Проконсульский империй был основой власти Августа в военном и провинциальном управлении, трибунская власть была основой его гражданских полномочий, и, похоже, что в 23 г. до н.э. принцепс получил всю ее полноту{319}. Природа трибунской власти трудноуловима: ее считают общей основой власти принцепса (М. Грант){320}, неким эквивалентом пожизненного консульства (Е. Сэлмон){321}, неким дополнением к империю, ценность которого заключалась не в практической пользе, а в некоем «сентиментальном восприятии народа» (М. Хэммонд, А. Джоунз){322}, наконец, некоторые ученые видят в ней чисто идеологическую фикцию{323}, тогда как другие все же полагают, что эта власть была основой гражданских полномочий императора и вторым столпом его могущества (Т. Моммзен, Е, Карлова, П. Виллемс, Э.Д. Гримм){324}.
Август придавал трибунской власти огромное значение, фиксируя ее практически в любом документе. Она имела практический смысл: право абсолютной кассации решений сената и любой магистратской коллегии, право созыва сената и народа и законодательную инициативу. Связанный с народом особыми узами, освященный религиозным ореолом, трибунат создавал особую связь принцепса и народа, создавая образ «народного монарха».
Последующее правление Августа добавило лишь некоторые детали. В 22 г. Август получает право созывать сенат и приоритет в очередности его созыва (ius primae relationis (Dio., 53, 32)).
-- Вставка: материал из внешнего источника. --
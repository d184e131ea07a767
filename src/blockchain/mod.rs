//! Generic chain collaborators the SUAVE signer is layered on.
//!
//! # Data Flow
//! ```text
//! Environment variable (private key)
//!     → wallet.rs (key loading, account derivation)
//! Config (RPC URLs, chain id)
//!     → client.rs (default-filling, raw transaction submission)
//! ```
//!
//! # Security Constraints
//! - Private keys ONLY from environment variables
//! - Never log private keys or confidential inputs
//! - All RPC calls have configurable timeouts

pub mod client;
pub mod wallet;

pub use client::{RpcClient, WalletClient};
pub use wallet::LocalAccount;
//! Confidential record signing.
//!
//! A record is hashed over its type-prefixed encoding, signed with secp256k1,
//! and its recovery id is normalized from the legacy `{27, 28}` form to the
//! `{0, 1}` form SUAVE nodes expect on the wire.

use alloy::primitives::{keccak256, Address, B256};
use alloy::signers::local::PrivateKeySigner;
use alloy::signers::SignerSync;

use crate::suave::types::{
    ConfidentialComputeRecord, ConfidentialComputeRequest, RecordSignature, SuaveError,
    SuaveResult, SuaveTransaction, SuaveTxType,
};

/// Map a legacy recovery id to the SUAVE wire form: 27 becomes 0, anything else 1.
pub fn normalize_recovery_id(legacy_v: u64) -> u8 {
    if legacy_v == 27 {
        0
    } else {
        1
    }
}

impl ConfidentialComputeRecord {
    /// keccak256 of the record encoding.
    pub fn signature_hash(&self) -> B256 {
        keccak256(self.encoded_for_signing())
    }
}

impl ConfidentialComputeRequest {
    /// Recover the address that signed the embedded record.
    ///
    /// The signature covers the record encoding, not the request encoding.
    pub fn recover_signer(&self) -> SuaveResult<Address> {
        let hash = self.record().signature_hash();
        self.signature()
            .to_alloy()
            .recover_address_from_prehash(&hash)
            .map_err(|e| SuaveError::Signing(format!("Signature recovery failed: {}", e)))
    }
}

/// Sign a confidential compute record.
///
/// Refuses anything not tagged [`SuaveTxType::ConfidentialRecord`].
pub fn sign_confidential_record(
    transaction: &SuaveTransaction,
    signer: &PrivateKeySigner,
) -> SuaveResult<RecordSignature> {
    let record = match transaction {
        SuaveTransaction::Record(record) => record,
        other => {
            return Err(SuaveError::InvalidTransactionType {
                expected: SuaveTxType::ConfidentialRecord,
                found: other.tx_type(),
            })
        }
    };

    let hash = record.signature_hash();
    let signature = signer
        .sign_hash_sync(&hash)
        .map_err(|e| SuaveError::Signing(e.to_string()))?;

    let legacy_v = 27 + u64::from(signature.v());
    let v = normalize_recovery_id(legacy_v);

    tracing::debug!(
        signer = %signer.address(),
        hash = %hash,
        v = v,
        "Signed confidential record"
    );

    Ok(RecordSignature {
        r: signature.r(),
        s: signature.s(),
        v,
    })
}

#[cfg(test)]
mod tests {
    use super::*;
    use alloy::primitives::{address, Bytes, TxKind, U256};

    // Anvil's first account.
    const TEST_PRIVATE_KEY: &str = "ac0974bec39a17e36ba4a6b4d238ff944bacb478cbed5efcae784d7bf4f2ff80";

    fn signer() -> PrivateKeySigner {
        TEST_PRIVATE_KEY.parse().unwrap()
    }

    fn record() -> ConfidentialComputeRecord {
        ConfidentialComputeRecord {
            nonce: 0,
            gas_price: 1,
            gas: 21_000,
            to: TxKind::Call(address!("0x780675d71ebe3d3ef05fae379063071147dd3aee")),
            value: U256::ZERO,
            input: Bytes::new(),
            execution_node: None,
            confidential_inputs_hash: keccak256([0xdeu8, 0xad, 0xbe, 0xef]),
            chain_id: 16_813_125,
        }
    }

    #[test]
    fn test_normalize_recovery_id() {
        assert_eq!(normalize_recovery_id(27), 0);
        assert_eq!(normalize_recovery_id(28), 1);
        for v in [0, 1, 26, 29, 35, 36, u64::MAX] {
            assert_eq!(normalize_recovery_id(v), 1);
        }
    }

    #[test]
    fn test_signature_recovers_signer() {
        let record = record();
        let sig = sign_confidential_record(&SuaveTransaction::Record(record.clone()), &signer())
            .unwrap();
        assert!(sig.v <= 1);

        let recovered = sig
            .to_alloy()
            .recover_address_from_prehash(&record.signature_hash())
            .unwrap();
        assert_eq!(
            recovered,
            address!("0xf39fd6e51aad88f6f4ce6ab8827279cfffb92266")
        );
    }

    #[test]
    fn test_signing_is_deterministic() {
        let tx = SuaveTransaction::Record(record());
        let a = sign_confidential_record(&tx, &signer()).unwrap();
        let b = sign_confidential_record(&tx, &signer()).unwrap();
        assert_eq!(a, b);
    }

    #[test]
    fn test_rejects_request_tagged_transaction() {
        let record = record();
        let sig = sign_confidential_record(&SuaveTransaction::Record(record.clone()), &signer())
            .unwrap();
        let request = ConfidentialComputeRequest::new(
            record,
            sig,
            Bytes::from_static(&[0xde, 0xad, 0xbe, 0xef]),
        )
        .unwrap();

        let result = sign_confidential_record(&SuaveTransaction::Request(request), &signer());
        assert!(matches!(
            result,
            Err(SuaveError::InvalidTransactionType {
                expected: SuaveTxType::ConfidentialRecord,
                found: SuaveTxType::ConfidentialRequest,
            })
        ));
    }
}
В 22 г. принцепс берет на себя особые полномочия по снабжению Рима продовольствием (R.g., 5; Dio., 54, 1, 1- cura annonae), а в 19 или 18 г. — полномочия, которые Дион Кассий именует προστασία τών χοινών, a латинские авторы — cura legum et morum. Вероятно, именно о ней сказано в законе о власти Веспасиана: «И чтобы все, что он сочтет нужным, ради величия дел божеских, человеческих, общественных и частных, у него была бы власть и право делать так, как это дозволено божественному Августу…» (Dess., 212; Dio., 54, 10; Suet. Aug., 27). В 12 г. после смерти Лепида, Август стал верховным понтификом, что узаконило его положение главы римской религиозной организации. Принцепс входил во все жреческие коллегии, был авгуром, фециалом, членом коллегии арвальских братьев, 15-ти для обращения к Сивиллиным книгам и др. (R.g. 7, 3). Наконец, во II в. до н.э. стареющий император получил титул отца отечества (pater patriae). Помимо чисто формально-правовых факторов, особое значение имела так называемая auctoritas, ставшая суммарным выражением его политического влияния.
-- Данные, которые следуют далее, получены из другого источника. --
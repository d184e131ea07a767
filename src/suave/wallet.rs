//! SUAVE wallet: confidential compute signing and submission over a generic client.

use alloy::eips::eip2718::Encodable2718;
use alloy::network::TransactionBuilder;
use alloy::primitives::{keccak256, Address, Bytes, TxHash, TxKind};
use alloy::rpc::types::TransactionRequest;

use crate::blockchain::client::WalletClient;
use crate::blockchain::wallet::LocalAccount;
use crate::chain::SUAVE_RIGIL;
use crate::suave::signer::sign_confidential_record;
use crate::suave::types::{
    ConfidentialComputeRecord, ConfidentialComputeRequest, ConfidentialRequest, SuaveError,
    SuaveResult, SuaveTransaction, SuaveTransactionRequest,
};

/// Signs and submits SUAVE transactions with one account over a generic client.
pub struct SuaveWallet<C> {
    client: C,
    account: LocalAccount,
    /// Chain id used when neither caller nor client supplies one.
    chain_id: u64,
}

impl<C: WalletClient> SuaveWallet<C> {
    pub fn new(client: C, account: LocalAccount, chain_id: u64) -> Self {
        Self {
            client,
            account,
            chain_id,
        }
    }

    /// Wallet defaulting to the Rigil testnet chain id.
    pub fn rigil(client: C, account: LocalAccount) -> Self {
        Self::new(client, account, SUAVE_RIGIL.id)
    }

    pub fn address(&self) -> Address {
        self.account.address()
    }

    pub fn chain_id(&self) -> u64 {
        self.chain_id
    }

    pub fn client(&self) -> &C {
        &self.client
    }

    /// Sign a request into wire-ready bytes.
    ///
    /// Confidential requests are signed as a record and wrapped into a
    /// confidential request; anything else goes to the generic signer.
    pub async fn sign_transaction(&self, request: &SuaveTransactionRequest) -> SuaveResult<Bytes> {
        match request {
            SuaveTransactionRequest::Confidential(req) => self.sign_confidential(req),
            SuaveTransactionRequest::Standard(tx) => self.sign_standard(tx).await,
        }
    }

    /// Fill defaults through the client, sign, and submit via `eth_sendRawTransaction`.
    ///
    /// Caller-supplied `gas`, `gas_price` and `chain_id` win over filled values.
    /// Defaults are always filled for the wallet's own account; a `from` naming
    /// any other account is rejected.
    pub async fn send_transaction(&self, mut request: SuaveTransactionRequest) -> SuaveResult<TxHash> {
        let caller = request.tx().clone();
        if let Some(from) = caller.from {
            if from != self.address() {
                return Err(SuaveError::Wallet(format!(
                    "from {} does not match signing account {}",
                    from,
                    self.address()
                )));
            }
        }

        let mut to_prepare = caller.clone();
        to_prepare.from = Some(self.address());
        let prepared = self.client.prepare_defaults(&to_prepare).await?;

        *request.tx_mut() = self.merge_prepared(&caller, &prepared);

        let signed = self.sign_transaction(&request).await?;
        let tx_hash = self.client.send_raw_transaction(&signed).await?;

        tracing::info!(
            tx_hash = %tx_hash,
            from = %self.address(),
            confidential = request.is_confidential(),
            "Transaction submitted"
        );

        Ok(tx_hash)
    }

    /// Build the signable record for a confidential request.
    ///
    /// Returns the record together with the inputs it commits to.
    pub fn build_record(
        &self,
        req: &ConfidentialRequest,
    ) -> SuaveResult<(ConfidentialComputeRecord, Bytes)> {
        let inputs = req.confidential_inputs.clone().unwrap_or_default();
        let tx = &req.tx;

        let record = ConfidentialComputeRecord {
            nonce: tx.nonce.ok_or(SuaveError::MissingField("nonce"))?,
            gas_price: tx.gas_price.ok_or(SuaveError::MissingField("gasPrice"))?,
            gas: tx.gas.ok_or(SuaveError::MissingField("gas"))?,
            to: tx.to.unwrap_or(TxKind::Create),
            value: tx.value.unwrap_or_default(),
            input: tx.input.input().cloned().unwrap_or_default(),
            execution_node: req.execution_node,
            confidential_inputs_hash: keccak256(&inputs),
            chain_id: tx.chain_id.unwrap_or(self.chain_id),
        };

        Ok((record, inputs))
    }

    fn sign_confidential(&self, req: &ConfidentialRequest) -> SuaveResult<Bytes> {
        let (record, inputs) = self.build_record(req)?;
        let signature = sign_confidential_record(
            &SuaveTransaction::Record(record.clone()),
            self.account.signer(),
        )?;

        tracing::debug!(
            chain_id = record.chain_id,
            nonce = record.nonce,
            inputs_hash = %record.confidential_inputs_hash,
            "Wrapping signed record into confidential request"
        );

        let request = ConfidentialComputeRequest::new(record, signature, inputs)?;
        Ok(request.encoded().into())
    }

    async fn sign_standard(&self, tx: &TransactionRequest) -> SuaveResult<Bytes> {
        let envelope = tx
            .clone()
            .build(&self.account.ethereum_wallet())
            .await
            .map_err(|e| SuaveError::Signing(e.to_string()))?;
        Ok(envelope.encoded_2718().into())
    }

    fn merge_prepared(
        &self,
        caller: &TransactionRequest,
        prepared: &TransactionRequest,
    ) -> TransactionRequest {
        let mut merged = caller.clone();
        merged.from = Some(self.address());
        merged.nonce = prepared.nonce.or(caller.nonce);
        merged.gas = caller.gas.or(prepared.gas);
        merged.gas_price = caller.gas_price.or(prepared.gas_price);
        merged.chain_id = caller
            .chain_id
            .or(prepared.chain_id)
            .or(Some(self.chain_id));
        merged
    }
}

impl<C> std::fmt::Debug for SuaveWallet<C> {
    fn fmt(&self, f: &mut std::fmt::Formatter<'_>) -> std::fmt::Result {
        f.debug_struct("SuaveWallet")
            .field("account", &self.account)
            .field("chain_id", &self.chain_id)
            .finish()
    }
}
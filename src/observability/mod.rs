//! Observability subsystem.
//!
//! Structured logging through `tracing`. Library code only emits events;
//! binaries install the subscriber via [`logging::init`].
//!
//! Fields never carry private keys or confidential inputs; inputs are only
//! ever logged by their keccak256 hash.

pub mod logging;

pub use logging::init as init_logging;
//! SUAVE confidential compute wallet library.
//!
//! Signs confidential compute transactions (a signed record wrapped into a
//! request that carries the raw confidential inputs) and submits them over a
//! generic JSON-RPC client. Non-confidential requests fall through to the
//! standard Ethereum signer.

pub mod blockchain;
pub mod chain;
pub mod config;
pub mod observability;
pub mod suave;

pub use blockchain::{LocalAccount, RpcClient, WalletClient};
pub use chain::{SuaveChain, SUAVE_RIGIL};
pub use config::WalletConfig;
pub use suave::{
    ConfidentialRequest, SuaveError, SuaveResult, SuaveTransactionRequest, SuaveWallet,
};
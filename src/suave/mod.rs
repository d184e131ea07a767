//! SUAVE confidential compute transactions.
//!
//! # Data Flow
//! ```text
//! SuaveTransactionRequest
//!     ├─ Standard     → generic Ethereum signer (EIP-2718 envelope)
//!     └─ Confidential → types.rs     (record: inputs replaced by keccak256(inputs))
//!                     → signer.rs    (keccak256(0x42 || rlp(record)), v normalized to {0,1})
//!                     → serializer.rs (0x43 || rlp([signed record, inputs]))
//!                     → wallet.rs    (eth_sendRawTransaction via WalletClient)
//! ```

pub mod serializer;
pub mod signer;
pub mod types;
pub mod wallet;

pub use signer::{normalize_recovery_id, sign_confidential_record};
pub use types::{
    ConfidentialComputeRecord, ConfidentialComputeRequest, ConfidentialRequest, RecordSignature,
    SuaveError, SuaveResult, SuaveTransaction, SuaveTransactionRequest, SuaveTxType,
};
pub use wallet::SuaveWallet;
//! SUAVE wallet CLI
//!
//! Signs and submits confidential compute requests with the key in
//! `SUAVE_PRIVATE_KEY`.

use std::path::PathBuf;

use alloy::hex;
use alloy::primitives::{Address, Bytes, TxKind, U256};
use alloy::rpc::types::TransactionRequest;
use clap::{Args, Parser, Subcommand};
use serde_json::{json, Value};
use suave_wallet::config::{load_config, WalletConfig};
use suave_wallet::observability::init_logging;
use suave_wallet::suave::{ConfidentialComputeRecord, SuaveTransaction, SuaveTxType};
use suave_wallet::{
    ConfidentialRequest, LocalAccount, RpcClient, SuaveChain, SuaveTransactionRequest, SuaveWallet,
};

#[derive(Parser)]
#[command(name = "suave-wallet")]
#[command(about = "Sign and submit SUAVE confidential compute transactions")]
struct Cli {
    #[command(subcommand)]
    command: Commands,

    /// Path to config file
    #[arg(short, long, global = true)]
    config: Option<PathBuf>,
}

#[derive(Subcommand)]
enum Commands {
    /// Print the account address derived from SUAVE_PRIVATE_KEY
    Address,

    /// Sign a transaction offline and print the raw hex
    Sign(TxArgs),

    /// Fill defaults over RPC, sign, and submit
    Send(TxArgs),

    /// Decode a confidential record or request and print it as JSON
    Decode {
        /// Hex-encoded confidential record or signed request
        raw: String,
    },
}

#[derive(Args)]
struct TxArgs {
    /// Recipient (contract creation if omitted)
    #[arg(long)]
    to: Option<Address>,

    /// Value in wei
    #[arg(long, default_value = "0")]
    value: U256,

    /// Call data (hex)
    #[arg(long)]
    data: Option<Bytes>,

    /// Confidential inputs (hex)
    #[arg(long)]
    confidential_inputs: Option<Bytes>,

    /// Execution node address (defaults to signer.execution_node)
    #[arg(long)]
    execution_node: Option<Address>,

    #[arg(long)]
    nonce: Option<u64>,

    /// Gas limit
    #[arg(long)]
    gas: Option<u64>,

    /// Gas price in wei
    #[arg(long)]
    gas_price: Option<u128>,

    #[arg(long)]
    chain_id: Option<u64>,

    /// Sign as a plain Ethereum transaction
    #[arg(long)]
    standard: bool,
}

impl TxArgs {
    fn into_request(self, config: &WalletConfig) -> SuaveTransactionRequest {
        let mut tx = TransactionRequest::default();
        tx.to = Some(self.to.map_or(TxKind::Create, TxKind::Call));
        tx.value = Some(self.value);
        tx.nonce = self.nonce;
        tx.gas = self.gas;
        tx.gas_price = self.gas_price;
        tx.chain_id = self.chain_id;
        if let Some(data) = self.data {
            tx.input = data.into();
        }

        if self.standard {
            tx.chain_id = tx.chain_id.or(Some(config.chain.chain_id));
            return SuaveTransactionRequest::Standard(tx);
        }

        SuaveTransactionRequest::Confidential(ConfidentialRequest {
            tx,
            execution_node: self.execution_node.or(config.signer.execution_node),
            confidential_inputs: self.confidential_inputs,
        })
    }
}

fn record_json(record: &ConfidentialComputeRecord) -> Value {
    json!({
        "type": SuaveTxType::ConfidentialRecord.name(),
        "nonce": record.nonce,
        "gasPrice": record.gas_price.to_string(),
        "gas": record.gas,
        "to": record.to.to(),
        "value": record.value.to_string(),
        "data": record.input,
        "executionNode": record.execution_node,
        "confidentialInputsHash": record.confidential_inputs_hash,
        "chainId": record.chain_id,
        "chain": SuaveChain::from_id(record.chain_id),
    })
}

fn open_wallet(config: &WalletConfig) -> Result<SuaveWallet<RpcClient>, Box<dyn std::error::Error>> {
    let account = LocalAccount::from_env()?;
    let client = RpcClient::new(&config.chain)?;
    if let Some(chain) = SuaveChain::from_id(config.chain.chain_id) {
        tracing::info!(chain = chain.name, chain_id = chain.id, "Using known SUAVE chain");
    }
    Ok(SuaveWallet::new(client, account, config.chain.chain_id))
}

#[tokio::main]
async fn main() -> Result<(), Box<dyn std::error::Error>> {
    let cli = Cli::parse();

    let config = match &cli.config {
        Some(path) => load_config(path)?,
        None => WalletConfig::default(),
    };

    init_logging(&config.observability.log_level);

    match cli.command {
        Commands::Address => {
            let account = LocalAccount::from_env()?;
            println!("{}", account.address());
        }
        Commands::Sign(args) => {
            let wallet = open_wallet(&config)?;
            let request = args.into_request(&config);
            let signed = wallet.sign_transaction(&request).await?;
            println!("{}", hex::encode_prefixed(&signed));
        }
        Commands::Send(args) => {
            let wallet = open_wallet(&config)?;
            wallet.client().verify_chain_id().await?;
            let request = args.into_request(&config);
            let tx_hash = wallet.send_transaction(request).await?;
            println!("{}", tx_hash);
        }
        Commands::Decode { raw } => {
            let raw = raw.trim();
            let bytes = hex::decode(raw.strip_prefix("0x").unwrap_or(raw))?;
            let output = match SuaveTransaction::decode(&bytes)? {
                SuaveTransaction::Record(record) => record_json(&record),
                SuaveTransaction::Request(request) => {
                    let mut output = record_json(request.record());
                    let signature = request.signature();
                    output["confidentialInputs"] = json!(request.confidential_inputs());
                    output["v"] = json!(signature.v);
                    output["r"] = json!(signature.r);
                    output["s"] = json!(signature.s);
                    output["signer"] = json!(request.recover_signer()?);
                    output["type"] = json!(SuaveTxType::ConfidentialRequest.name());
                    output
                }
            };
            println!("{}", serde_json::to_string_pretty(&output)?);
        }
    }

    Ok(())
}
Мы уже затрагивали сложную дискуссию вокруг системы принципата, длившуюся на протяжении примерно двух столетий, а потому ограничимся лишь повторением ее самых общих положений, что, однако, необходимо, поскольку основная дискуссия связана именно с Августом. На различных полюсах этой полемики находятся «теории монархии», сближающие принципат с чисто монархическими и диктаторскими режимами (абсолютные монархии XVII–XVIII вв.[85], эллинистические и восточные царства[86] или тоталитарные режимы XX века) и теории республики и «республиканской монархии» («диархия» Т. Моммзена{325}, «восстановленная республика»[87], система равновесия[88]). Посередине можно отметить теории, согласно которым принципат сочетал монархическое и республиканское начала как в виде формального прикрытия (различные «теории фасада»){326},[89] так и в качестве органического синтеза, будучи неким вариантом конституционной монархии{327}. Наконец, несколько особняком стоят теории, авторы которых отказываются от четкой дефиниции принципата и настаивают на его уникальности{328}. Не имея возможности для полноценного участия в дискуссии, попробуем высказать лишь несколько самых общих суждений.